Finalement, après 5 mois, j'ai eu mon premier entretien en bonne et due forme. L'interview en elle-même ne s'est pas très bien déroulée, mais j'ai eu une excellente conversation avec l'un des intervieweurs en attendant mon taxi pour rentrer chez moi. Il m'a donné de précieux conseils. Il m'a dit qu'il est très important d'indiquer dans votre lettre de motivation que vous avez une bonne connaissance de ce qu'implique le travail et comment vos compétences peuvent s'y adapter.

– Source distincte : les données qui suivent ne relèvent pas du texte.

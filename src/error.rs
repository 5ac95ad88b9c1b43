// SPDX-License-Identifier: MIT
// Copyright 2026 Roland Dreier <roland@rolandd.dev>

//! Application error types with consistent API responses.

use axum::{
    extract::rejection::JsonRejection,
    http::StatusCode,
    response::{IntoResponse, Response},
    Json,
};
use serde::Serialize;

/// Application error type that converts to HTTP responses.
#[derive(Debug, thiserror::Error)]
pub enum AppError {
    #[error("Authentication required")]
    Unauthorized,

    #[error("Invalid CSRF token")]
    InvalidCsrfToken,

    #[error("Forbidden: {0}")]
    Forbidden(String),

    #[error("Resource not found: {0}")]
    NotFound(String),

    #[error("Invalid request: {0}")]
    BadRequest(String),

    #[error("Validation failed: {0}")]
    Validation(#[from] validator::ValidationErrors),

    #[error("Request body too large")]
    PayloadTooLarge,

    #[error("Too many requests")]
    RateLimited,

    #[error("Strava API error: {0}")]
    StravaApi(String),

    #[error("Session store error: {0}")]
    Session(#[from] crate::session::SessionError),

    #[error("Database error: {0}")]
    Database(String),

    #[error("Internal server error: {0}")]
    Internal(#[from] anyhow::Error),
}

impl From<JsonRejection> for AppError {
    fn from(rejection: JsonRejection) -> Self {
        if rejection.status() == StatusCode::PAYLOAD_TOO_LARGE {
            return AppError::PayloadTooLarge;
        }
        AppError::BadRequest(rejection.body_text())
    }
}

/// JSON error response body
#[derive(Serialize)]
struct ErrorResponse {
    error: String,
    #[serde(skip_serializing_if = "Option::is_none")]
    details: Option<String>,
}

impl IntoResponse for AppError {
    fn into_response(self) -> Response {
        let (status, error, details) = match &self {
            AppError::Unauthorized => (StatusCode::UNAUTHORIZED, "unauthorized", None),
            AppError::InvalidCsrfToken => (StatusCode::FORBIDDEN, "invalid_csrf_token", None),
            AppError::Forbidden(msg) => (StatusCode::FORBIDDEN, "forbidden", Some(msg.clone())),
            AppError::NotFound(msg) => (StatusCode::NOT_FOUND, "not_found", Some(msg.clone())),
            AppError::BadRequest(msg) => {
                (StatusCode::BAD_REQUEST, "bad_request", Some(msg.clone()))
            }
            AppError::Validation(errors) => (
                StatusCode::BAD_REQUEST,
                "validation_error",
                Some(errors.to_string()),
            ),
            AppError::PayloadTooLarge => {
                (StatusCode::PAYLOAD_TOO_LARGE, "payload_too_large", None)
            }
            AppError::RateLimited => (
                StatusCode::TOO_MANY_REQUESTS,
                "rate_limited",
                Some("Too many requests from this IP, please try again later.".to_string()),
            ),
            AppError::StravaApi(msg) => {
                // Upstream detail stays in the logs.
                tracing::warn!(error = %msg, "Strava request failed");
                (StatusCode::BAD_GATEWAY, "upstream_error", None)
            }
            AppError::Session(err) => {
                tracing::error!(error = %err, "Session store error");
                (StatusCode::INTERNAL_SERVER_ERROR, "session_error", None)
            }
            AppError::Database(msg) => {
                tracing::error!(error = %msg, "Database error");
                (StatusCode::INTERNAL_SERVER_ERROR, "database_error", None)
            }
            AppError::Internal(err) => {
                tracing::error!(error = %err, "Internal server error");
                (StatusCode::INTERNAL_SERVER_ERROR, "internal_error", None)
            }
        };

        let body = ErrorResponse {
            error: error.to_string(),
            details,
        };

        (status, Json(body)).into_response()
    }
}

/// Result type alias for handlers
pub type Result<T> = std::result::Result<T, AppError>;

#[cfg(test)]
mod tests {
    use super::*;

    async fn body_json(err: AppError) -> (StatusCode, serde_json::Value) {
        let response = err.into_response();
        let status = response.status();
        let bytes = axum::body::to_bytes(response.into_body(), usize::MAX)
            .await
            .unwrap();
        (status, serde_json::from_slice(&bytes).unwrap())
    }

    #[tokio::test]
    async fn test_upstream_error_hides_details() {
        let (status, body) =
            body_json(AppError::StravaApi("HTTP 500: secret internals".to_string())).await;

        assert_eq!(status, StatusCode::BAD_GATEWAY);
        assert_eq!(body["error"], "upstream_error");
        assert!(body.get("details").is_none());
    }

    #[tokio::test]
    async fn test_csrf_error_is_forbidden() {
        let (status, body) = body_json(AppError::InvalidCsrfToken).await;
        assert_eq!(status, StatusCode::FORBIDDEN);
        assert_eq!(body["error"], "invalid_csrf_token");
    }

    #[tokio::test]
    async fn test_internal_error_is_generic() {
        let (status, body) =
            body_json(AppError::Internal(anyhow::anyhow!("disk on fire"))).await;
        assert_eq!(status, StatusCode::INTERNAL_SERVER_ERROR);
        assert_eq!(body["error"], "internal_error");
        assert!(body.get("details").is_none());
    }
}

Il a également déclaré qu'il était important d'adapter votre lettre spécifiquement à chaque emploi, en montrant que vous avez lu correctement l'annonce et que vous ne postulez pas aveuglément pour quoi que ce soit. Son autre conseil était d'imprimer votre CV et votre lettre sur du papier épais et de bonne qualité, car cela se démarquera vraiment dans une pile!

Pour ma prochaine entrevue, quelques mois plus tard, j'ai fait beaucoup plus de devoirs dans le rôle d'un ARC. J'ai appris divers termes clés comme GCP (bonnes pratiques cliniques) ou SDV (vérification des données sources). Je n'ai pas bien compris ce qu'ils signifiaient mais je pouvais les insérer dans une phrase si nécessaire! Quoi que j'ai fait, cela a dû marcher parce que j'ai obtenu le poste et que je suis ARC depuis plus d'un an maintenant.

C'était une courbe d'apprentissage très raide et j'ai trouvé difficile de recommencer au bas de la pile. Comme pour tout travail, il y a des bons et des mauvais. Il y a beaucoup de voyages, ce qui me déprime parfois, mais mes compétences de conduite se sont améliorées sans fin!

Passer autant de temps avec des cliniciens que j'apprécie vraiment, mais personne ne m'a encore crié dessus! Le travail quotidien peut être très banal, mais je peux voir où l'expérience que je gagne peut mener et je sais que si je persévère pendant quelques années, il y aura beaucoup d'options qui s'offrent à moi. Le laboratoire me manque parfois, mais j'entends mes amis parler des demandes de subvention et de leur incertitude pour l'avenir, et cela ne me manque plus tellement!